An Israeli delegation is in Cairo this morning to discuss efforts to forge a ceasefire after six days of fighting between Israel and Gaza and amid international calls for the conflict to stop.
The meeting, about which the Israeli Foreign Ministry would not give details, comes amid news that the Israeli airstrike on a building in Gaza on Sunday, which left at least 11 people dead, including children, missed its target.
The strike on the two-storey house in Gaza City was intended to strike Yahiya Abiya, the head of Hamas's rocket programme. It is unclear whether he was killed, and the army said it was investigating why it missed its target. Ha'aretz reported the army stating that it was either that the site was incorrectly identified or that one of the munitions misfired.
Last night airstrikes on Gaza left another four people dead, said a Gaza health spokesman. It is thought the death toll now stands at 87, with at least 30 of those said to be terrorists involved in attacks on Israeli civilians.
Dozens of Israelis have been injured as terrorists continue to send rockets across the border, with one hitting the site of a school in Ashkelon. Although the Iron Dome defence system has been effective in intercepting missiles fired at towns and cities, including Tel Aviv, in total more than 1,000 rockets have been fired since Wednesday, with about a third stopped by the Iron Dome. The IDF reported that more than 100 of those fired by Hamas and other groups had actually crashed back into Gaza, injuring civilians in the Gaza Strip.
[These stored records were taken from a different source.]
//! Statistical filters applied to candidate combinations.
//!
//! Each test mirrors a pattern observed in real draws: balanced parity, a
//! balanced small/large split around the historical median, few consecutive
//! runs, spread across decades, a realistic sum, varied last digits and few
//! shared multiples.

use crate::error::{LotoError, Result};
use crate::types::Combination;
use serde::{Deserialize, Serialize};

fn default_max_runs() -> usize {
    2
}

fn default_max_run_len() -> usize {
    3
}

#[derive(Debug, Clone, PartialEq, Eq, Serialize, Deserialize)]
#[serde(rename_all = "camelCase")]
pub struct Criteria {
    /// Allowed `(even, odd)` counts.
    pub parity_splits: Vec<(usize, usize)>,
    /// Allowed `(small, large)` counts, small meaning `<= median`.
    pub size_splits: Vec<(usize, usize)>,
    pub max_per_decade: usize,
    pub max_same_ending: usize,
    pub min_distinct_endings: usize,
    pub max_per_multiple: usize,
    pub sum_min: u32,
    pub sum_max: u32,
    #[serde(default = "default_max_runs")]
    pub max_runs: usize,
    #[serde(default = "default_max_run_len")]
    pub max_run_len: usize,
}

impl Criteria {
    pub(crate) fn check(&self, lottery_id: &str) -> Result<()> {
        if self.sum_min > self.sum_max {
            return Err(LotoError::config(format!(
                "Lottery '{}': sum range {}..={} is empty",
                lottery_id, self.sum_min, self.sum_max
            )));
        }
        if self.parity_splits.is_empty() || self.size_splits.is_empty() {
            return Err(LotoError::config(format!(
                "Lottery '{}': criteria need at least one parity and one size split",
                lottery_id
            )));
        }
        Ok(())
    }

    /// Binds the criteria to the median used by the small/large test.
    pub fn with_median(&self, median: u8) -> CriteriaContext<'_> {
        CriteriaContext {
            criteria: self,
            median,
        }
    }
}

#[derive(Debug, Clone, Copy)]
pub struct CriteriaContext<'a> {
    criteria: &'a Criteria,
    median: u8,
}

impl<'a> CriteriaContext<'a> {
    pub fn audit(&self, combination: &Combination) -> CriteriaAudit {
        let c = self.criteria;
        let numbers = combination.numbers();
        let total = combination.sum();

        let even = numbers.iter().filter(|&&n| n % 2 == 0).count();
        let small = numbers.iter().filter(|&&n| n <= self.median).count();

        CriteriaAudit {
            parity: c.parity_splits.contains(&(even, numbers.len() - even)),
            size: c.size_splits.contains(&(small, numbers.len() - small)),
            runs: runs_within(numbers, c.max_runs, c.max_run_len),
            decades: max_bucket(numbers.iter().map(|&n| usize::from(n.saturating_sub(1) / 10)))
                <= c.max_per_decade,
            sum: c.sum_min <= total && total <= c.sum_max,
            same_ending: max_bucket(numbers.iter().map(|&n| usize::from(n % 10)))
                <= c.max_same_ending,
            endings: distinct_endings(numbers) >= c.min_distinct_endings,
            multiples: (2..=9u8)
                .all(|m| numbers.iter().filter(|&&n| n % m == 0).count() <= c.max_per_multiple),
            total,
        }
    }

    pub fn passes(&self, combination: &Combination) -> bool {
        self.audit(combination).passes()
    }
}

/// Outcome of every criteria test for one combination.
#[derive(Debug, Clone, Copy, PartialEq, Eq, Serialize, Deserialize)]
#[serde(rename_all = "camelCase")]
pub struct CriteriaAudit {
    pub parity: bool,
    pub size: bool,
    pub runs: bool,
    pub decades: bool,
    pub sum: bool,
    pub same_ending: bool,
    pub endings: bool,
    pub multiples: bool,
    pub total: u32,
}

impl CriteriaAudit {
    pub fn passes(&self) -> bool {
        self.parity
            && self.size
            && self.runs
            && self.decades
            && self.sum
            && self.same_ending
            && self.endings
            && self.multiples
    }

    /// Labels of the failed tests, in display order.
    pub fn failures(&self) -> Vec<&'static str> {
        [
            ("parity", self.parity),
            ("size", self.size),
            ("runs", self.runs),
            ("decades", self.decades),
            ("sum", self.sum),
            ("same ending", self.same_ending),
            ("endings", self.endings),
            ("multiples", self.multiples),
        ]
        .into_iter()
        .filter(|(_, ok)| !ok)
        .map(|(label, _)| label)
        .collect()
    }
}

// `numbers` is sorted
fn runs_within(numbers: &[u8], max_runs: usize, max_len: usize) -> bool {
    let mut runs = 0;
    let mut i = 0;
    while i + 1 < numbers.len() {
        if numbers[i].checked_add(1) == Some(numbers[i + 1]) {
            let mut j = i + 1;
            while j + 1 < numbers.len() && numbers[j].checked_add(1) == Some(numbers[j + 1]) {
                j += 1;
            }
            if j - i + 1 > max_len {
                return false;
            }
            runs += 1;
            i = j;
        } else {
            i += 1;
        }
    }
    runs <= max_runs
}

fn max_bucket(keys: impl Iterator<Item = usize>) -> usize {
    let mut buckets = [0usize; 26];
    for key in keys {
        buckets[key.min(25)] += 1;
    }
    buckets.into_iter().max().unwrap_or(0)
}

fn distinct_endings(numbers: &[u8]) -> usize {
    let mut seen = [false; 10];
    for &n in numbers {
        seen[usize::from(n % 10)] = true;
    }
    seen.iter().filter(|&&s| s).count()
}

#[cfg(test)]
mod tests {
    use super::*;

    fn criteria() -> Criteria {
        Criteria {
            parity_splits: vec![(3, 3), (4, 2), (2, 4), (5, 1)],
            size_splits: vec![(3, 3), (4, 2), (2, 4), (5, 1)],
            max_per_decade: 4,
            max_same_ending: 3,
            min_distinct_endings: 4,
            max_per_multiple: 5,
            sum_min: 100,
            sum_max: 199,
            max_runs: 2,
            max_run_len: 3,
        }
    }

    #[test]
    fn test_balanced_combination_passes() {
        let criteria = criteria();
        let ctx = criteria.with_median(25);
        let audit = ctx.audit(&Combination::from_numbers([3, 14, 22, 27, 35, 41]));

        assert!(audit.passes(), "failed: {:?}", audit.failures());
        assert_eq!(audit.total, 142);
    }

    #[test]
    fn test_each_failure() {
        let criteria = criteria();
        let ctx = criteria.with_median(25);

        // all even
        let audit = ctx.audit(&Combination::from_numbers([2, 14, 22, 28, 36, 40]));
        assert!(!audit.parity);

        // long run
        let audit = ctx.audit(&Combination::from_numbers([20, 21, 22, 23, 35, 41]));
        assert!(!audit.runs);

        // too many runs of two
        let audit = ctx.audit(&Combination::from_numbers([10, 11, 20, 21, 30, 31]));
        assert!(!audit.runs);

        // sum too small
        let audit = ctx.audit(&Combination::from_numbers([1, 2, 4, 7, 9, 13]));
        assert!(!audit.sum);
        assert!(!audit.size);

        // same decade
        let audit = ctx.audit(&Combination::from_numbers([11, 13, 15, 17, 19, 40]));
        assert!(!audit.decades);

        // same ending
        let audit = ctx.audit(&Combination::from_numbers([1, 11, 21, 31, 42, 46]));
        assert!(!audit.same_ending);
        assert!(audit.failures().contains(&"same ending"));
    }

    #[test]
    fn test_runs_boundaries() {
        assert!(runs_within(&[1, 2, 3, 10, 20], 2, 3));
        assert!(!runs_within(&[1, 2, 3, 4, 20], 2, 3));
        assert!(runs_within(&[254, 255], 2, 3));
    }
}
The Israel authorised Operation Pillar of Defence following a sustained period of rocket fire at civilian populations in southern Israel.
The IDF has reported hitting at least 1,350 targets since fighting began on Wednesday.
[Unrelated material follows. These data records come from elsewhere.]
use loto_core::{EngineConfig, LotoError, Result};
use std::net::{IpAddr, Ipv4Addr, SocketAddr};

#[derive(Debug, Clone)]
pub struct ServerConfig {
    pub host: IpAddr,
    pub port: u16,
    pub engine: EngineConfig,
}

impl Default for ServerConfig {
    fn default() -> Self {
        Self {
            host: IpAddr::V4(Ipv4Addr::UNSPECIFIED),
            port: 8080,
            engine: EngineConfig::default(),
        }
    }
}

impl ServerConfig {
    /// Reads `LOTO_HOST` and `PORT` on top of the engine variables.
    pub fn from_env() -> Result<Self> {
        let mut config = Self {
            engine: EngineConfig::from_env(),
            ..Self::default()
        };

        if let Ok(host) = std::env::var("LOTO_HOST") {
            config.host = host
                .parse()
                .map_err(|_| LotoError::config(format!("Invalid LOTO_HOST: {}", host)))?;
        }

        if let Ok(port) = std::env::var("PORT") {
            config.port = port
                .parse()
                .map_err(|_| LotoError::config(format!("Invalid PORT: {}", port)))?;
        }

        Ok(config)
    }

    pub fn addr(&self) -> SocketAddr {
        SocketAddr::new(self.host, self.port)
    }
}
In the US, politicians have urged Turkey and Egypt to assist efforts to mediate in the conflict and end the bloodshed on both sides.
Republican Senator Lindsey Graham told the media on Sunday evening that Egypt should be aware of the need for balance, or risk losing US aid. "Egypt, watch what you do. You're teetering with the Congress on having your aid cut off if you keep inciting violence between the Israelis and the Palestinians."
With Israeli troops said to be prepared to go in on the ground within the hour, President Obama backed Israel's right to defend itself but said it would be preferable for both sides if a ground offensive did not occur.
William Hague, the UK Foreign Secretary, echoed his comments, while backing Israel's position in taking on Hamas, who he said was principally responsible for the fighting. He said: "A ground invasion is much more difficult for the international community to sympathise with or support, including the United Kingdom."
A Hamas spokesman this weekend said that the Palestinian people were "united to confront the aggression" and considered it their "right… to resist the occupation".